*** Opening Records supplied ***
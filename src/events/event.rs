//! # Lifecycle events emitted by services and composites.
//!
//! The [`EventKind`] enum classifies event types across four categories:
//! - **Lifecycle events**: start/stop flow of a service or composite
//! - **Failure events**: forwarded errors, failed stops, stop timeouts
//! - **Round events**: round boundaries of round composites
//! - **Subscriber events**: overflow/panic reports from subscriber workers
//!
//! The [`Event`] struct carries additional metadata such as timestamps, service
//! name, child index, round number and error text.
//!
//! ## Ordering guarantees
//! Each event has a globally unique sequence number (`seq`) that increases monotonically.
//! Use `seq` to restore the exact order when events are delivered out of order.
//!
//! ## Example
//! ```rust
//! use std::time::Duration;
//! use roundvisor::{Event, EventKind};
//!
//! let ev = Event::new(EventKind::StopTimedOut)
//!     .with_service("fan-out")
//!     .with_error("children still stopping")
//!     .with_timeout(Duration::from_secs(5));
//!
//! assert_eq!(ev.kind, EventKind::StopTimedOut);
//! assert_eq!(ev.service.as_deref(), Some("fan-out"));
//! assert_eq!(ev.timeout_ms, Some(5_000));
//! ```

use std::sync::Arc;
use std::sync::atomic::{AtomicU64, Ordering as AtomicOrdering};
use std::time::{Duration, SystemTime};

use crate::error::ServiceError;

/// Global sequence counter for event ordering.
static EVENT_SEQ: AtomicU64 = AtomicU64::new(0);

/// Classification of runtime events.
#[derive(Debug, Clone, Copy, PartialEq, Eq)]
pub enum EventKind {
    // === Subscriber events ===
    /// Subscriber panicked during event processing.
    ///
    /// Sets:
    /// - `service`: subscriber name
    /// - `error`: panic info/message
    SubscriberPanicked,

    /// Subscriber dropped an event (queue full or worker closed).
    ///
    /// Sets:
    /// - `service`: subscriber name
    /// - `error`: reason string (e.g., "full", "closed")
    SubscriberOverflow,

    // === Lifecycle events ===
    /// A service is being started.
    ///
    /// Sets:
    /// - `service`: service name
    /// - `index`: child index (fan-out children only)
    ServiceStarting,

    /// A service returned from `start` without error.
    ///
    /// Sets:
    /// - `service`: service name
    /// - `index`: child index (fan-out children only)
    ServiceStarted,

    /// A service failed to start.
    ///
    /// Sets:
    /// - `service`: service name
    /// - `index`: child index (fan-out children only)
    /// - `error`: start error
    StartFailed,

    /// Stop was requested.
    ///
    /// Sets:
    /// - `service`: service name
    ServiceStopping,

    /// A service finished stopping.
    ///
    /// Sets:
    /// - `service`: service name
    /// - `index`: child index (fan-out children only)
    ServiceStopped,

    // === Failure events ===
    /// A stop returned an error that the caller did not receive
    /// (superseded by an earlier error, or raised during rollback).
    ///
    /// Sets:
    /// - `service`: service name
    /// - `index`: child index (fan-out children only)
    /// - `error`: stop error
    StopFailed,

    /// Waiting for children to stop exceeded the configured timeout.
    ///
    /// Sets:
    /// - `service`: composite name
    /// - `timeout_ms`: configured timeout (ms)
    /// - `error`: indices of children still stopping
    StopTimedOut,

    /// An error was forwarded onto a composite's error channel.
    ///
    /// Sets:
    /// - `service`: composite name
    /// - `error`: forwarded error
    ErrorForwarded,

    // === Round events ===
    /// A new round pair was started.
    ///
    /// Sets:
    /// - `service`: composite name
    /// - `round`: round number (1-based)
    RoundStarted,

    /// Both services of a round finished cleanly.
    ///
    /// Sets:
    /// - `service`: composite name
    /// - `round`: round number (1-based)
    RoundCompleted,

    // === Leaf events ===
    /// A periodic leaf service performed its action.
    ///
    /// Sets:
    /// - `service`: service name
    /// - `index`: leaf index
    /// - `round`: run count
    Tick,
}

/// Runtime event with optional metadata.
///
/// - `seq`: monotonic global sequence for ordering
/// - `at`: wall-clock timestamp (for logs)
/// - other optional fields are set depending on the [`EventKind`]
#[derive(Clone, Debug)]
pub struct Event {
    /// Globally unique, monotonically increasing sequence number.
    pub seq: u64,
    /// Wall-clock timestamp.
    pub at: SystemTime,
    /// Event classification.
    pub kind: EventKind,

    /// Name of the service, if applicable.
    pub service: Option<Arc<str>>,
    /// Child index inside a fan-out (or leaf index).
    pub index: Option<usize>,
    /// Round number (or run count for leaf ticks).
    pub round: Option<u64>,
    /// Timeout in milliseconds (compact).
    pub timeout_ms: Option<u32>,
    /// Human-readable error or detail.
    pub error: Option<Arc<str>>,
}

impl Event {
    /// Creates a new event of the given kind with current timestamp and next sequence number.
    pub fn new(kind: EventKind) -> Self {
        Self {
            seq: EVENT_SEQ.fetch_add(1, AtomicOrdering::Relaxed),
            at: SystemTime::now(),
            kind,
            service: None,
            index: None,
            round: None,
            timeout_ms: None,
            error: None,
        }
    }

    /// Attaches a service name.
    #[inline]
    pub fn with_service(mut self, service: impl Into<Arc<str>>) -> Self {
        self.service = Some(service.into());
        self
    }

    /// Attaches a child index.
    #[inline]
    pub fn with_index(mut self, index: usize) -> Self {
        self.index = Some(index);
        self
    }

    /// Attaches a round number.
    #[inline]
    pub fn with_round(mut self, round: u64) -> Self {
        self.round = Some(round);
        self
    }

    /// Attaches a timeout duration (stored as milliseconds).
    #[inline]
    pub fn with_timeout(mut self, d: Duration) -> Self {
        let ms = d.as_millis().min(u128::from(u32::MAX)) as u32;
        self.timeout_ms = Some(ms);
        self
    }

    /// Attaches an error message.
    #[inline]
    pub fn with_error(mut self, error: impl Into<Arc<str>>) -> Self {
        self.error = Some(error.into());
        self
    }

    /// Attaches a [`ServiceError`] rendered with `Display`.
    #[inline]
    pub fn with_service_error(self, err: &ServiceError) -> Self {
        self.with_error(err.to_string())
    }

    /// Creates a subscriber overflow event.
    #[inline]
    pub fn subscriber_overflow(subscriber: &'static str, reason: &'static str) -> Self {
        Event::new(EventKind::SubscriberOverflow)
            .with_service(subscriber)
            .with_error(format!("subscriber={subscriber} reason={reason}"))
    }

    /// Creates a subscriber panic event.
    #[inline]
    pub fn subscriber_panicked(subscriber: &'static str, info: String) -> Self {
        Event::new(EventKind::SubscriberPanicked)
            .with_service(subscriber)
            .with_error(info)
    }

    /// True for [`EventKind::SubscriberOverflow`]; such events are never re-reported on overflow.
    #[inline]
    pub fn is_subscriber_overflow(&self) -> bool {
        matches!(self.kind, EventKind::SubscriberOverflow)
    }
}

#[cfg(test)]
mod tests {
    use super::*;

    #[test]
    fn test_seq_is_monotonic() {
        let a = Event::new(EventKind::ServiceStarting);
        let b = Event::new(EventKind::ServiceStarted);
        assert!(b.seq > a.seq);
    }

    #[test]
    fn test_timeout_clamped_to_u32() {
        let ev = Event::new(EventKind::StopTimedOut).with_timeout(Duration::from_secs(u64::MAX));
        assert_eq!(ev.timeout_ms, Some(u32::MAX));
    }

    #[test]
    fn test_with_service_error_renders_display() {
        let ev = Event::new(EventKind::ErrorForwarded)
            .with_service_error(&ServiceError::child(2, ServiceError::Canceled));
        assert_eq!(
            ev.error.as_deref(),
            Some("service 2 error: stopped before completion")
        );
    }

    #[test]
    fn test_only_overflow_events_are_flagged() {
        assert!(Event::subscriber_overflow("log", "full").is_subscriber_overflow());
        assert!(!Event::subscriber_panicked("log", "boom".into()).is_subscriber_overflow());
    }
}
//! # Non-blocking event fan-out to multiple subscribers.
//!
//! Provides [`SubscriberSet`], which distributes events to multiple subscribers
//! concurrently without blocking the publisher.
//!
//! ## Architecture
//! ```text
//! emit(event)
//!     │
//!     ├──► [queue 1] ──► worker 1 ──► subscriber1.on_event()
//!     │    (bounded)         └──────► panic → SubscriberPanicked
//!     ├──► [queue 2] ──► worker 2 ──► subscriber2.on_event()
//!     │    (bounded)
//!     └──► [queue N] ──► worker N ──► subscriberN.on_event()
//!          (bounded)
//! ```
//!
//! ## Rules
//! - **No cross-subscriber ordering**: subscriber A may process event N while B processes N+5
//! - **Overflow**: event dropped for that subscriber only, `SubscriberOverflow` published
//! - **Non-blocking**: `emit()` returns immediately (uses `try_send`)
//! - **Per-subscriber FIFO**: each subscriber sees events in order
//!
//! **Warning**: `AssertUnwindSafe` is used, which can leave shared state inconsistent
//! if a subscriber uses `Arc<Mutex<T>>` and panics while holding the lock.

use std::sync::Arc;

use futures::FutureExt;
use tokio::{sync::mpsc, task::JoinHandle};

use crate::events::{Bus, Event};
use crate::subscribers::Subscribe;

/// Per-subscriber channel metadata.
struct SubscriberChannel {
    name: &'static str,
    sender: mpsc::Sender<Arc<Event>>,
}

/// Fan-out coordinator for multiple event subscribers.
pub struct SubscriberSet {
    channels: Vec<SubscriberChannel>,
    workers: Vec<JoinHandle<()>>,
    bus: Bus,
}

impl SubscriberSet {
    /// Creates a new set and spawns one worker task per subscriber.
    ///
    /// Must be called inside a tokio runtime.
    #[must_use]
    pub fn new(subs: Vec<Arc<dyn Subscribe>>, bus: Bus) -> Self {
        let mut channels = Vec::with_capacity(subs.len());
        let mut workers = Vec::with_capacity(subs.len());

        for sub in subs {
            let cap = sub.queue_capacity().max(1);
            let name = sub.name();
            let (tx, mut rx) = mpsc::channel::<Arc<Event>>(cap);
            let s = Arc::clone(&sub);
            let bus_for_worker = bus.clone();

            let handle = tokio::spawn(async move {
                while let Some(ev) = rx.recv().await {
                    let fut = s.on_event(ev.as_ref());

                    if let Err(panic_err) = std::panic::AssertUnwindSafe(fut).catch_unwind().await {
                        let info = panic_message(&*panic_err);
                        bus_for_worker.publish(Event::subscriber_panicked(s.name(), info));
                    }
                }
            });
            channels.push(SubscriberChannel { name, sender: tx });
            workers.push(handle);
        }
        Self {
            channels,
            workers,
            bus,
        }
    }

    /// Emits an event to all subscribers.
    ///
    /// `SubscriberOverflow` events are not re-published if they themselves overflow.
    pub fn emit(&self, event: Event) {
        let is_overflow_evt = event.is_subscriber_overflow();
        let event = Arc::new(event);

        for channel in &self.channels {
            let reason = match channel.sender.try_send(Arc::clone(&event)) {
                Ok(()) => continue,
                Err(mpsc::error::TrySendError::Full(_)) => "full",
                Err(mpsc::error::TrySendError::Closed(_)) => "closed",
            };
            if !is_overflow_evt {
                self.bus
                    .publish(Event::subscriber_overflow(channel.name, reason));
            }
        }
    }

    /// Gracefully shuts down all subscriber workers.
    ///
    /// Drops the senders, then awaits every worker so queued events are delivered.
    pub async fn shutdown(self) {
        drop(self.channels);

        for h in self.workers {
            let _ = h.await;
        }
    }
}

/// Extracts a readable message from a panic payload.
pub(crate) fn panic_message(any: &(dyn std::any::Any + Send)) -> String {
    if let Some(msg) = any.downcast_ref::<&'static str>() {
        (*msg).to_string()
    } else if let Some(msg) = any.downcast_ref::<String>() {
        msg.clone()
    } else {
        "unknown panic".to_string()
    }
}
*** Closing Records supplied ***
Word for word, return the lines from the one holding "let is_overflow_evt = event.is_subscriber_overflow();" through the end of the entries above.

        let is_overflow_evt = event.is_subscriber_overflow();
        let event = Arc::new(event);

        for channel in &self.channels {
            let reason = match channel.sender.try_send(Arc::clone(&event)) {
                Ok(()) => continue,
                Err(mpsc::error::TrySendError::Full(_)) => "full",
                Err(mpsc::error::TrySendError::Closed(_)) => "closed",
            };
            if !is_overflow_evt {
                self.bus
                    .publish(Event::subscriber_overflow(channel.name, reason));
            }
        }
    }

    /// Gracefully shuts down all subscriber workers.
    ///
    /// Drops the senders, then awaits every worker so queued events are delivered.
    pub async fn shutdown(self) {
        drop(self.channels);

        for h in self.workers {
            let _ = h.await;
        }
    }
}

/// Extracts a readable message from a panic payload.
pub(crate) fn panic_message(any: &(dyn std::any::Any + Send)) -> String {
    if let Some(msg) = any.downcast_ref::<&'static str>() {
        (*msg).to_string()
    } else if let Some(msg) = any.downcast_ref::<String>() {
        msg.clone()
    } else {
        "unknown panic".to_string()
    }
}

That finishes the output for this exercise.